**RECORDS SHOWN**
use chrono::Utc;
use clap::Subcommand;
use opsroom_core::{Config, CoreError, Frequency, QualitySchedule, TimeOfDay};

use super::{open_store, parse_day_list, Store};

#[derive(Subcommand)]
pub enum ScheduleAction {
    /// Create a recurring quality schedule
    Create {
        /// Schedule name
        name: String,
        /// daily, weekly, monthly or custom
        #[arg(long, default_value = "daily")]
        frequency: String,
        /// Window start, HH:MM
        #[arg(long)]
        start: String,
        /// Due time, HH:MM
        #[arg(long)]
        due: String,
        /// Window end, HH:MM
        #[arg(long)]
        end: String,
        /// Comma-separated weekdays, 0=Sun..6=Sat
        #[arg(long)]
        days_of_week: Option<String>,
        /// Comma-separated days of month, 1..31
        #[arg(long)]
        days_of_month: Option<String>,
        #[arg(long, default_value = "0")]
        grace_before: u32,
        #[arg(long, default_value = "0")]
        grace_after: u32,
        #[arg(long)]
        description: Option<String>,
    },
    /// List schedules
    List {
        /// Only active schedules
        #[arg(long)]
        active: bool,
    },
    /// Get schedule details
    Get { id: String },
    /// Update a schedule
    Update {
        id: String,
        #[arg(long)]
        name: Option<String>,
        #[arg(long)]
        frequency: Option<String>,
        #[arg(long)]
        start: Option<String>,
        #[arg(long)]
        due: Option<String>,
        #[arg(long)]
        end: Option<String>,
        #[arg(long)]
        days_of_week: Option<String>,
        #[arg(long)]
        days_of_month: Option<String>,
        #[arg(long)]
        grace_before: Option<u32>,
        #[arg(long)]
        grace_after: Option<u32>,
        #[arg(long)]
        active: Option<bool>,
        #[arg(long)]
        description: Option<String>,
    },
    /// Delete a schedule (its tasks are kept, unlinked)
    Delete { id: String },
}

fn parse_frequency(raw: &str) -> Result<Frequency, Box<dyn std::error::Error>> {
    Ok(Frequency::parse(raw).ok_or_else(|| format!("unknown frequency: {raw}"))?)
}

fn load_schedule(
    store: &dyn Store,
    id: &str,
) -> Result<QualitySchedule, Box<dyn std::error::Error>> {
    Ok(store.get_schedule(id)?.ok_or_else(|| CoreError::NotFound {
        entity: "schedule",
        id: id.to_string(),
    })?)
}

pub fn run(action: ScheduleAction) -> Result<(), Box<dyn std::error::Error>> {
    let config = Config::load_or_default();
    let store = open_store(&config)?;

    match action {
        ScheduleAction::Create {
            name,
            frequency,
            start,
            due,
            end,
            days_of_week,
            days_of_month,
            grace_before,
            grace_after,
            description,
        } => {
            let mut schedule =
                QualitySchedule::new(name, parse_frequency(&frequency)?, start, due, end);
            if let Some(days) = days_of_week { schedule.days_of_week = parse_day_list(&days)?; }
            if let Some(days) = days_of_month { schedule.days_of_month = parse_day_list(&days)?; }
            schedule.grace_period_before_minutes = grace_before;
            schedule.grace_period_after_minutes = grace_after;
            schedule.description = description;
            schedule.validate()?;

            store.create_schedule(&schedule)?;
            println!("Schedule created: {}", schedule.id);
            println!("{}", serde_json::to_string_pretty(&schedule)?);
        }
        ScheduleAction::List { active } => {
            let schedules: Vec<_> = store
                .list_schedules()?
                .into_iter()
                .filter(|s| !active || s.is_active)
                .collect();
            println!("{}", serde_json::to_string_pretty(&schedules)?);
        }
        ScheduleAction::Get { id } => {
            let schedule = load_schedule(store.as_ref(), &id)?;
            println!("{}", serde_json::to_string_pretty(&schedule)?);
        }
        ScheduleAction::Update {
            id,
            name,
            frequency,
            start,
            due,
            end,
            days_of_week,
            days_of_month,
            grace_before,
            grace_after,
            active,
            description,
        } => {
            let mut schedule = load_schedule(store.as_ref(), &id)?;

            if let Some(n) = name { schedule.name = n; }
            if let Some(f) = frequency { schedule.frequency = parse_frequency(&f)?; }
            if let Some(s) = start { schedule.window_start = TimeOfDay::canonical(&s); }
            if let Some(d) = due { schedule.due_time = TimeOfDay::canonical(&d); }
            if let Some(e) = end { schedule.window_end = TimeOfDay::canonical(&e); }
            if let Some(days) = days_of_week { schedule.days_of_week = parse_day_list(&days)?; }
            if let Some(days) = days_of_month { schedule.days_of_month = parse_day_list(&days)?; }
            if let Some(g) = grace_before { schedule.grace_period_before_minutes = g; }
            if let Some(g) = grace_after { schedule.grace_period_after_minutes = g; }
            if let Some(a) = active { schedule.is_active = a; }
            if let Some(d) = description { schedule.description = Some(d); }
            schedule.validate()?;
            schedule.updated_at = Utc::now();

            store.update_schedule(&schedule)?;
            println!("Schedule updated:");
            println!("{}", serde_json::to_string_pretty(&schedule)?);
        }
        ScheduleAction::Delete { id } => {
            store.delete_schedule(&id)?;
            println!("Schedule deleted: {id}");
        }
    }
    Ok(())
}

---

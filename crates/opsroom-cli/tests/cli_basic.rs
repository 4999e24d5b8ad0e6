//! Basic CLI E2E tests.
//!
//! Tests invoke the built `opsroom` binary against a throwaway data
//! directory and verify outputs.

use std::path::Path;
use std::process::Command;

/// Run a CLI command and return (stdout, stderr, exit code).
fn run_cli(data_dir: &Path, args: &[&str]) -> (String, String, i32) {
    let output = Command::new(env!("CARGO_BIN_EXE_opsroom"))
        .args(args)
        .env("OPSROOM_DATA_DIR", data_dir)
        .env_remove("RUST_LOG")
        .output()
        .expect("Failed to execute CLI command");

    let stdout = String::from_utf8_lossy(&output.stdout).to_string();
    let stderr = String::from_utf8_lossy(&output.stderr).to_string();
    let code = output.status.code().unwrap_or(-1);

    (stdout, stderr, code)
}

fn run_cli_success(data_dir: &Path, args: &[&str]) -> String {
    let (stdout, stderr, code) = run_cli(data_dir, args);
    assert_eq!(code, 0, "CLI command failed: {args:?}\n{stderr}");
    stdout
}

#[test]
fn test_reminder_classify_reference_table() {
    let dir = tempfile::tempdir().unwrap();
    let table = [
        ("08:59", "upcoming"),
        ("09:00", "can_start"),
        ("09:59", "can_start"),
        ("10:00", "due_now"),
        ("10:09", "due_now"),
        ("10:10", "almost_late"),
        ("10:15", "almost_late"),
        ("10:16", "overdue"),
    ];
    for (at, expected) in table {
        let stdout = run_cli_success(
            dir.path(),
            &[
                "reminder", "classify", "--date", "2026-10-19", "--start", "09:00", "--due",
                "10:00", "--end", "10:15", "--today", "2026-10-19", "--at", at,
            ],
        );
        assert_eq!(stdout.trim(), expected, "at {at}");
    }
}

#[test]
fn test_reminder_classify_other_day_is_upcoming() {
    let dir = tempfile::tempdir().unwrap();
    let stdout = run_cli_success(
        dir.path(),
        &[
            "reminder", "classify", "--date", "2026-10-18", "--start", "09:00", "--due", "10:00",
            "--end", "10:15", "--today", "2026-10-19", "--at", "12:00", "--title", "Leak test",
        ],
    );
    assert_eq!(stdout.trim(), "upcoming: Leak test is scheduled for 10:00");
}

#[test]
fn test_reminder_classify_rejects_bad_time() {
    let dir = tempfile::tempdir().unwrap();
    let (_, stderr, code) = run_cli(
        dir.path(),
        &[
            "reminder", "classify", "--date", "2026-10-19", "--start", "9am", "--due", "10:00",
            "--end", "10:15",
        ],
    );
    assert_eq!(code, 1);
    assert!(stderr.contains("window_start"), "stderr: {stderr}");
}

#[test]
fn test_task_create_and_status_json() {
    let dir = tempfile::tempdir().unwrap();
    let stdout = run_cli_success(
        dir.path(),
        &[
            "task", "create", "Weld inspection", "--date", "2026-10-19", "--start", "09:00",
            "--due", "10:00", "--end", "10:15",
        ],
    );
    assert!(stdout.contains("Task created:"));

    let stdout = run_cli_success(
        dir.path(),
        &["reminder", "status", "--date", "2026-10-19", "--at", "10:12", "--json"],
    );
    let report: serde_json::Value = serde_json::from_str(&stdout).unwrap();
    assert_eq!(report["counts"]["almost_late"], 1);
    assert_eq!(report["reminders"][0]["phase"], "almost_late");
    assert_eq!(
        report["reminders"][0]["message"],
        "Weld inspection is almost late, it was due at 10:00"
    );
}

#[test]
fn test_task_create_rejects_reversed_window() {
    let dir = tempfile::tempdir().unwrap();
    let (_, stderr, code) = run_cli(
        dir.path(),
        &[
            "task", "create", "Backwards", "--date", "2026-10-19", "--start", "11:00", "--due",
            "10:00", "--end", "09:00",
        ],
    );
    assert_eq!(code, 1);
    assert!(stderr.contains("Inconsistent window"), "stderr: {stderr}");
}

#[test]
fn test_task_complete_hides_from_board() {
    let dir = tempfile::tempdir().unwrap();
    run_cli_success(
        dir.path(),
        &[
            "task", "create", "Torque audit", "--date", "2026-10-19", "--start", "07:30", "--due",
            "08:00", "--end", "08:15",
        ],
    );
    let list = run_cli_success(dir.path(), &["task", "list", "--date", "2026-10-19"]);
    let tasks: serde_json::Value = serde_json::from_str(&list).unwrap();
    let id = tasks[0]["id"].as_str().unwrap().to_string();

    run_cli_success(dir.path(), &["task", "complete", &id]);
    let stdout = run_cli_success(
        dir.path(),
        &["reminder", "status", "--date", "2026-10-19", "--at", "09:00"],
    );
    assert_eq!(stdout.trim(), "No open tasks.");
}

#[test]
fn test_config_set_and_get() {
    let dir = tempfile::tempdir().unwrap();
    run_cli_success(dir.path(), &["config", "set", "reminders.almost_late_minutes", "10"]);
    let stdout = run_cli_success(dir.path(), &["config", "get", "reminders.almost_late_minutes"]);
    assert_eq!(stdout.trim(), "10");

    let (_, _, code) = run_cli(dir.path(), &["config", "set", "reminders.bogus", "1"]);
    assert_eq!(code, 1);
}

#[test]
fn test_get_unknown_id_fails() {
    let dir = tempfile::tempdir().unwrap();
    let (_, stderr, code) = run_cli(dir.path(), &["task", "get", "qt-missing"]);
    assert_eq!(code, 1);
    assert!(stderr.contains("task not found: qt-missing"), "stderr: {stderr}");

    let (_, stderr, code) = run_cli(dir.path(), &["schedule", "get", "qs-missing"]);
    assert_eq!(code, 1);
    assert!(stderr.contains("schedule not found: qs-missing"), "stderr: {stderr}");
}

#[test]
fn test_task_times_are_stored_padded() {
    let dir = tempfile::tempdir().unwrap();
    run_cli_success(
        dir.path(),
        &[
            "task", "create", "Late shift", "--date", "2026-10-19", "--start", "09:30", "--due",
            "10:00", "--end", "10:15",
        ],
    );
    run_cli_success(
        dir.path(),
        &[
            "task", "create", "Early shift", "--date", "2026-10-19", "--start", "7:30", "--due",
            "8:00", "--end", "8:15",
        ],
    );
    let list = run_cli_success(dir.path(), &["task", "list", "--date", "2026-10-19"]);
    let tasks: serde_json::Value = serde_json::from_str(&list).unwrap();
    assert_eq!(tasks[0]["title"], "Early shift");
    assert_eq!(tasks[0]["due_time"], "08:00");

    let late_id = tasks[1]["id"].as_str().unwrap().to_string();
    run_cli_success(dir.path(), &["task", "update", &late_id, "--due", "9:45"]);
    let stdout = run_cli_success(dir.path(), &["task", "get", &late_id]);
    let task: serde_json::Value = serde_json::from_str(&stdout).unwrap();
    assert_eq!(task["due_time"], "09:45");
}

**EXERCISE REQUIREMENTS**
Count the lines in the entries above that hold the string "daily", and give that count without any other text.

**YOUR SOLUTION**
2